Building Sustainable Learning Acceleration System

BUILDING SUSTAINABLE
LEARNING ACCELERATION SYSTEMS

Driving Question: How can your team best start and then engage in continuous improvement?
How and when will you monitor and reassess progress?

WHY

Accelerating learning is a comprehensive approach that takes time, vision, and leadership to effectively implement. According to the Brookings Institute, when the components of a system are misaligned, changes in one component (e.g., curriculum reform) may yield few improvements in student learning if the other parts of the system (such as assessment and pedagogy) are not similarly adjusted. Accelerating progress will change the way in which teaching is done, and changes will not be successful if the full team is not committed to leaving business as usual behind. Successful systems will build clear systems to implement and support the enactment of learning acceleration,  set clear goals, and consistently collect, monitor, and evaluate data and outcomes from schools connected to those goals. Monitoring and assessing progress along the way allows systems to more quickly see needs as they arise, adjust, and create targeted supports. This structure is parallel to the way we expect teachers to support students.

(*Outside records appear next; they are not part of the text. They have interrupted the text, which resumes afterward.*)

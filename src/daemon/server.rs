use super::managed::ManagedDaemon;
use super::methods::MethodTable;
use super::protocol::{Fault, RpcRequest, RpcResponse};
use super::registry;
use super::shutdown::{ShutdownCoordinator, ShutdownHandle, ShutdownReason};
use super::supervisor::Supervisor;
use crate::config::{DaemonRole, SupervisorConfig};
use crate::logging;
use anyhow::{Context, Result};
use axum::body::Bytes;
use axum::extract::State;
use axum::routing::post;
use axum::{Json, Router};
use serde_json::Value;
use std::sync::Arc;
use tokio::net::TcpListener;
use tokio::sync::oneshot;
use tower_http::trace::TraceLayer;
use tracing::{debug, info};

/// JSON-RPC endpoint of the master daemon.
pub struct ControlServer {
    table: Arc<MethodTable>,
}

impl ControlServer {
    pub fn new(table: MethodTable) -> Self {
        Self {
            table: Arc::new(table),
        }
    }

    pub fn router(&self) -> Router {
        Router::new()
            .route("/", post(rpc_handler))
            .route("/{*path}", post(rpc_handler))
            .layer(TraceLayer::new_for_http())
            .with_state(Arc::clone(&self.table))
    }

    /// Serve until `shutdown` fires, letting in-flight calls finish.
    pub async fn serve(
        self,
        listener: TcpListener,
        mut shutdown: ShutdownCoordinator,
    ) -> std::io::Result<ShutdownReason> {
        let (reason_tx, reason_rx) = oneshot::channel();
        let graceful = async move {
            let _ = reason_tx.send(shutdown.wait().await);
        };
        axum::serve(listener, self.router())
            .with_graceful_shutdown(graceful)
            .await?;
        Ok(reason_rx.await.unwrap_or(ShutdownReason::Requested))
    }
}

async fn rpc_handler(State(table): State<Arc<MethodTable>>, body: Bytes) -> Json<RpcResponse> {
    Json(dispatch(&table, &body).await)
}

/// Decode one request body and run the named method.
pub async fn dispatch(table: &MethodTable, body: &[u8]) -> RpcResponse {
    let value: Value = match serde_json::from_slice(body) {
        Ok(v) => v,
        Err(e) => return RpcResponse::failure(Value::Null, Fault::parse_error(e)),
    };
    let id = value.get("id").cloned().unwrap_or(Value::Null);
    let request: RpcRequest = match serde_json::from_value(value) {
        Ok(r) => r,
        Err(e) => return RpcResponse::failure(id, Fault::invalid_request(e)),
    };
    if request.jsonrpc.as_deref().is_some_and(|v| v != "2.0") {
        return RpcResponse::failure(id, Fault::invalid_request("jsonrpc must be \"2.0\""));
    }

    debug!("RPC call {} (id {})", request.method, id);
    match table.call(&request.method, request.params).await {
        Ok(result) => RpcResponse::success(id, result),
        Err(fault) => {
            debug!("RPC call {} failed: {}", request.method, fault.message);
            RpcResponse::failure(id, fault)
        }
    }
}

/// Forward SIGTERM, SIGTSTP and SIGINT to `handle`.
pub fn install_signal_handlers(handle: ShutdownHandle) -> std::io::Result<()> {
    use tokio::signal::unix::{signal, SignalKind};
    let mut sigterm = signal(SignalKind::terminate())?;
    let mut sigtstp = signal(SignalKind::from_raw(libc::SIGTSTP))?;
    let mut sigint = signal(SignalKind::interrupt())?;

    tokio::spawn(async move {
        let name = tokio::select! {
            _ = sigterm.recv() => "SIGTERM",
            _ = sigtstp.recv() => "SIGTSTP",
            _ = sigint.recv() => "SIGINT",
        };
        handle.shutdown(ShutdownReason::Signal(name));
    });
    Ok(())
}

/// Body of the `serve` mode: own the master daemon reservation and answer
/// RPC calls until a termination signal arrives. Sets up daemon logging once
/// the reservation is held.
pub async fn run_master_daemon(config: Arc<SupervisorConfig>) -> Result<()> {
    // Handlers go in first: once the tag is held, `stop` may signal us.
    let shutdown = ShutdownCoordinator::new();
    install_signal_handlers(shutdown.handle())?;

    let identity = ManagedDaemon::from_config(&config, DaemonRole::Supervisor);
    let _reservation = registry::reserve(&identity.tag)?;
    // Only the holder may rotate the shared log file.
    logging::init_daemon_logging(&config)?;

    let addr = format!("0.0.0.0:{}", config.master_port);
    let listener = TcpListener::bind(&addr)
        .await
        .with_context(|| format!("Failed to bind {}", addr))?;
    info!("Started master daemon (port {})", config.master_port);

    let table = MethodTable::for_supervisor(Arc::new(Supervisor::new(Arc::clone(&config))))?;
    match ControlServer::new(table).serve(listener, shutdown).await? {
        ShutdownReason::Signal(name) => info!("Got signal {}, exiting.", name),
        ShutdownReason::Requested => info!("Shutdown requested, exiting."),
    }
    Ok(())
}

#[cfg(test)]
mod tests {
    use super::*;
    use crate::daemon::methods::{handler, MethodTableBuilder, RpcResult};
    use crate::daemon::protocol::{INVALID_REQUEST, METHOD_NOT_FOUND, PARSE_ERROR};
    use serde_json::json;

    fn echo_table() -> MethodTable {
        MethodTableBuilder::new()
            .register(
                "echo",
                handler(|params| async move {
                    RpcResult::Ok(serde_json::to_value(params).unwrap())
                }),
            )
            .unwrap()
            .finish()
            .unwrap()
    }

    #[tokio::test]
    async fn malformed_body_is_parse_error() {
        let response = dispatch(&echo_table(), b"{not json").await;
        assert_eq!(response.error.unwrap().code, PARSE_ERROR);
        assert_eq!(response.id, Value::Null);
    }

    #[tokio::test]
    async fn request_without_method_is_invalid() {
        let response = dispatch(&echo_table(), br#"{"jsonrpc":"2.0","id":4}"#).await;
        assert_eq!(response.error.unwrap().code, INVALID_REQUEST);
        assert_eq!(response.id, json!(4));
    }

    #[tokio::test]
    async fn unknown_method_keeps_request_id() {
        let response = dispatch(
            &echo_table(),
            br#"{"jsonrpc":"2.0","id":"a","method":"nope"}"#,
        )
        .await;
        assert_eq!(response.error.unwrap().code, METHOD_NOT_FOUND);
        assert_eq!(response.id, json!("a"));
    }

    #[tokio::test]
    async fn serves_over_http_until_requested_to_stop() {
        let listener = TcpListener::bind("127.0.0.1:0").await.unwrap();
        let addr = listener.local_addr().unwrap();
        let shutdown = ShutdownCoordinator::new();
        let handle = shutdown.handle();
        let server = tokio::spawn(ControlServer::new(echo_table()).serve(listener, shutdown));

        let response: RpcResponse = reqwest::Client::new()
            .post(format!("http://{}/", addr))
            .json(&json!({"jsonrpc": "2.0", "id": 1, "method": "echo", "params": [1, "two"]}))
            .send()
            .await
            .unwrap()
            .json()
            .await
            .unwrap();
        assert_eq!(response.result, Some(json!([1, "two"])));

        let methods: RpcResponse = reqwest::Client::new()
            .post(format!("http://{}/RPC2", addr))
            .json(&json!({"jsonrpc": "2.0", "id": 2, "method": "get_methods"}))
            .send()
            .await
            .unwrap()
            .json()
            .await
            .unwrap();
        assert_eq!(methods.result, Some(json!(["echo", "get_methods"])));

        handle.shutdown(ShutdownReason::Requested);
        let reason = server.await.unwrap().unwrap();
        assert_eq!(reason, ShutdownReason::Requested);
    }
}
//! Installation directory guards.
//!
//! Destructive update steps (backup, delete, rename) only ever run against a
//! directory that lives under one of a small set of allowed roots. Paths are
//! compared lexically because the installation directory may not exist yet.

use crate::error::{Result, SupervisorError};
use std::path::{Component, Path, PathBuf};

/// Make `path` absolute against `base` and fold away `.` and `..` components.
pub fn normalize(base: &Path, path: &Path) -> PathBuf {
    let joined = if path.is_absolute() {
        path.to_path_buf()
    } else {
        base.join(path)
    };

    let mut out = PathBuf::new();
    for component in joined.components() {
        match component {
            Component::ParentDir => {
                out.pop();
            }
            Component::CurDir => {}
            other => out.push(other.as_os_str()),
        }
    }
    out
}

/// `PathSafety` unless `path` is one of `roots` or below one of them.
pub fn ensure_under_roots(path: &Path, roots: &[PathBuf]) -> Result<()> {
    if roots.iter().any(|root| path.starts_with(root)) {
        return Ok(());
    }
    Err(SupervisorError::PathSafety {
        path: path.to_path_buf(),
        allowed: roots.to_vec(),
    })
}

#[cfg(test)]
mod tests {
    use super::*;

    #[test]
    fn normalize_resolves_relative_and_parent_components() {
        let base = Path::new("/home/trex");
        assert_eq!(
            normalize(base, Path::new("v2.50/./scripts")),
            PathBuf::from("/home/trex/v2.50/scripts")
        );
        assert_eq!(
            normalize(base, Path::new("../../etc")),
            PathBuf::from("/etc")
        );
        assert_eq!(normalize(base, Path::new("/tmp/x/..")), PathBuf::from("/tmp"));
    }

    #[test]
    fn roots_match_by_component_not_prefix() {
        let roots = vec![PathBuf::from("/tmp")];
        assert!(ensure_under_roots(Path::new("/tmp/trex"), &roots).is_ok());
        assert!(ensure_under_roots(Path::new("/tmp"), &roots).is_ok());

        let err = ensure_under_roots(Path::new("/tmpfoo/trex"), &roots).unwrap_err();
        assert_eq!(err.kind(), "PathSafetyError");
    }

    #[test]
    fn escaping_with_parent_components_is_refused() {
        let cwd = Path::new("/opt/trex");
        let roots = vec![cwd.to_path_buf(), PathBuf::from("/tmp")];
        let target = normalize(cwd, Path::new("../../var/lib"));
        assert!(ensure_under_roots(&target, &roots).is_err());
    }
}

Cartoon-like picture of Refine Heading

This section of the PAL will offer

  • Key takeaways for organizing your system to start and continue to grow your learning acceleration programs
  • Curated tips for setting direction and purpose, engaging in continuous cycles of improvement, using data to monitor and adjust, and creating data-driven continuous support
  • Links to additional resources for your review

How Might We Build Sustainable Systems for Learning Acceleration?

  • Get clear on what accelerating learning is and isn’t. As a team, review the Core Beliefs overview and TNTP’s report “The Opportunity Myth.” 
  • Set direction and purpose. Create a common and clear vision for successful learning acceleration for all students in your system. Make sure your vision and your action plan to achieve those goals are reflected in key documents such as your Local Control Action Plan (LCAP). 
  • Alignment requires deep commitment. If you think of learning acceleration as just a “program” for some kids during a moment in time, then the results of these efforts will also only be temporary—and they will fail to create the impact and equitable opportunities that learning acceleration can offer. 
  • Ensure team buy-in. Staff, who will co-create and execute programs, need to be on-board for learning acceleration efforts to flourish.
  • Use a continuous improvement framework. Continuous improvement is a process of identifying what is working and what needs to change, developing a sound evidence-based plan, implementing the plan, and using data to monitor outcomes and make timely adjustments to improve those outcomes. Create a plan for continuous improvement using a model such as the Plan-Do-Study-Act cycle. Frameworks can help your team develop a common language and clear vision of the process that makes the work more efficient and collaborative. 
  • Create a sustainable data collection and analysis system. Know what data you need to collect and from which sources. Use an impact spectrum such as the one described below to help guide your data selection. Set regular times for your team to review and analyze the data to support quick course correction. 
  • Model with adults what you want them to do for kids. Be transparent about how you are engaging in continuous improvement. Provide targeted, data-based, just-in-time, embedded learning opportunities rather than blanketed professional development. These are the same processes we want teachers to employ when making learning acceleration decisions. 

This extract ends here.